HERNANI, Spain (Reuters) - The mayor of the Basque town of Hernani is defiant. She will not be voting in Sunday’s election because her party has been banned, but she says Spain cannot ignore separatists’ calls for independence.

Marian Beitialarrangoitia enraged many Spaniards when she publicly applauded two suspected members of the Basque separatist group ETA, who had been accused of bombing Madrid’s airport in a 2006 attack that killed two people.

Her views are more extreme than most in Spain’s northern Basque Country, but even moderate nationalists here are angered by what they see as bullying by the Socialist government as it struggles to court voters in Spain’s heartland ahead of the March 9 poll.

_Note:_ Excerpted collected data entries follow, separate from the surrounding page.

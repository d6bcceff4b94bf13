//! Per-operation outcomes and aggregate replay statistics.

use std::time::Duration;

use bson::Document;
use bytes::Bytes;
use serde::{Deserialize, Serialize};

/// Result of sending one raw wire message
#[derive(Debug, Clone)]
pub struct RawOutcome {
    pub success: bool,
    pub op_code: u32,
    pub request_id: i32,
    pub response_to: i32,
    pub duration: Duration,
    /// Raw response bytes, when response reading is enabled
    pub response: Option<Bytes>,
    pub error: Option<String>,
}

impl RawOutcome {
    pub(crate) fn failure(op_code: u32, request_id: i32, response_to: i32, duration: Duration, error: String) -> Self {
        Self {
            success: false,
            op_code,
            request_id,
            response_to,
            duration,
            response: None,
            error: Some(error),
        }
    }
}

/// Result of sending one semantic command
#[derive(Debug, Clone)]
pub struct CommandOutcome {
    pub success: bool,
    pub database: String,
    pub name: String,
    pub duration: Duration,
    pub response: Option<Document>,
    pub error: Option<String>,
}

/// Aggregate counts for one replay run
#[derive(Debug, Clone, Copy, Default, Serialize, Deserialize)]
pub struct ReplayStats {
    /// Wall-clock start of the run, milliseconds since the epoch
    pub started_at_ms: i64,
    /// Packets read from the recording
    pub total_packets: u64,
    /// Packets skipped by filters, empty messages or parse failures
    pub skipped: u64,
    /// Send attempts
    pub attempted: u64,
    pub succeeded: u64,
    pub failed: u64,
    /// Wall-clock duration of the run in milliseconds
    pub duration_ms: u64,
    /// Whether the run was cancelled before the stream ended
    pub cancelled: bool,
}

impl ReplayStats {
    /// Whether every attempted operation succeeded
    pub fn all_succeeded(&self) -> bool {
        self.failed == 0
    }

    /// Mean latency per attempted operation, in microseconds
    pub fn mean_op_micros(&self) -> Option<u64> {
        if self.attempted == 0 {
            return None;
        }
        Some(self.duration_ms * 1_000 / self.attempted)
    }
}
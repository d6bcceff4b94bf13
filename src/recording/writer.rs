//! Frame encoder for recording output.
//!
//! The filter's output must be bit-identical in framing to its input:
//! identical field widths and encoding, metadata and message bytes copied
//! verbatim. Only `size` is recomputed.

use std::fs::File;
use std::io::{BufWriter, Write};
use std::path::Path;

use crate::error::{MongotapError, Result};

use super::packet::Packet;

/// Writer producing the same binary frame format the server records
pub struct RecordingWriter<W: Write> {
    writer: W,
    packets_written: u64,
    bytes_written: u64,
}

impl RecordingWriter<BufWriter<File>> {
    /// Create a recording file, creating parent directories as needed
    pub fn create(path: impl AsRef<Path>) -> Result<Self> {
        let path = path.as_ref();
        if let Some(parent) = path.parent() {
            if !parent.as_os_str().is_empty() {
                std::fs::create_dir_all(parent)?;
            }
        }
        let file = File::create(path).map_err(|err| {
            MongotapError::Io(std::io::Error::new(
                err.kind(),
                format!("failed to create recording {}: {err}", path.display()),
            ))
        })?;
        Ok(Self::new(BufWriter::new(file)))
    }
}

impl<W: Write> RecordingWriter<W> {
    /// Wrap an arbitrary byte sink
    pub fn new(writer: W) -> Self {
        Self {
            writer,
            packets_written: 0,
            bytes_written: 0,
        }
    }

    /// Append one packet in the binary frame format
    pub fn write_packet(&mut self, packet: &Packet) -> Result<()> {
        let size = packet.encoded_size();
        self.writer.write_all(&size.to_le_bytes())?;
        self.writer.write_all(&packet.session_id.to_le_bytes())?;
        self.writer.write_all(&packet.session_metadata)?;
        self.writer.write_all(&[0])?;
        self.writer.write_all(&packet.offset_us.to_le_bytes())?;
        self.writer.write_all(&packet.order.to_le_bytes())?;
        self.writer.write_all(&packet.message)?;

        self.packets_written += 1;
        self.bytes_written += u64::from(size);
        Ok(())
    }

    /// Flush buffered frames to the sink
    pub fn flush(&mut self) -> Result<()> {
        self.writer.flush()?;
        Ok(())
    }

    /// Packets written so far
    pub fn packets_written(&self) -> u64 {
        self.packets_written
    }

    /// Frame bytes written so far
    pub fn bytes_written(&self) -> u64 {
        self.bytes_written
    }
}

#[cfg(test)]
mod tests {
    use super::*;
    use bytes::Bytes;

    use crate::recording::packet::tests::build_frame;

    #[test]
    fn test_write_matches_source_frame() {
        let frame = build_frame(42, b"{ remote: \"127.0.0.1:51807\" }", 9_000, 5, &[1, 2, 3, 4]);
        let packet = Packet::from_bytes(&frame).unwrap();

        let mut out = Vec::new();
        {
            let mut writer = RecordingWriter::new(&mut out);
            writer.write_packet(&packet).unwrap();
            writer.flush().unwrap();
            assert_eq!(writer.packets_written(), 1);
            assert_eq!(writer.bytes_written(), frame.len() as u64);
        }
        assert_eq!(out, frame);
    }

    #[test]
    fn test_write_preserves_non_utf8_metadata() {
        let frame = build_frame(1, &[0xFF, 0x01, b'z'], 1, 1, b"");
        let packet = Packet::from_bytes(&frame).unwrap();

        let mut out = Vec::new();
        RecordingWriter::new(&mut out).write_packet(&packet).unwrap();
        assert_eq!(out, frame);
    }

    #[test]
    fn test_size_recomputed() {
        // a packet assembled by hand, not decoded: size field starts wrong
        let packet = Packet {
            size: 9999,
            session_id: 3,
            session_metadata: Bytes::from_static(b"abc"),
            offset_us: 100,
            order: 2,
            message: Bytes::from_static(&[0u8; 32]),
        };

        let mut out = Vec::new();
        RecordingWriter::new(&mut out).write_packet(&packet).unwrap();

        assert_eq!(out.len(), 64);
        assert_eq!(u32::from_le_bytes([out[0], out[1], out[2], out[3]]), 64);

        let decoded = Packet::from_bytes(&out).unwrap();
        assert_eq!(decoded.size, 64);
        assert_eq!(decoded.session_id, 3);
    }
}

Beitialarrangoitia described her actions, repeatedly broadcast on television in January, as an act of solidarity with men she said were tortured, and who should be innocent until proven guilty.

“You can ban us for centuries, you can persecute and jail people but the ideology of 200,000 people is not going to disappear tomorrow,” she said in her office, a few kms inland from the chic resort of San Sebastian.Pictures of imprisoned members of ETA hang from balconies in the pretty square opposite the town hall where she works.

The status of the Basque Country - a region of green hills falling to a coastline of coves and inlets near the French border — is the most venomous issue in Spanish politics.

Many Spaniards believe Basque demands for greater autonomy threaten the nation’s unity. Millions have marched across the country to condemn ETA guerrillas, who have killed 821 people over four decades in a violent campaign for independence.

Under fire from the opposition for going soft on ETA, Prime Minister Jose Luis Rodriguez Zapatero launched a crackdown on the guerrillas and their allies after peace talks broke down following the Madrid bombing.This month, Beitialarrangoitia’s Basque Nationalist Action party and another group were banned because of their links to ETA. Strikes were called by the radical left, buses were torched and dozens of people were arrested in the region.

“Why don’t they just leave the Basque Country in peace?” said retired Bilbao resident Roberto, who declined to give his last name. “We are more than capable of surviving on our own.”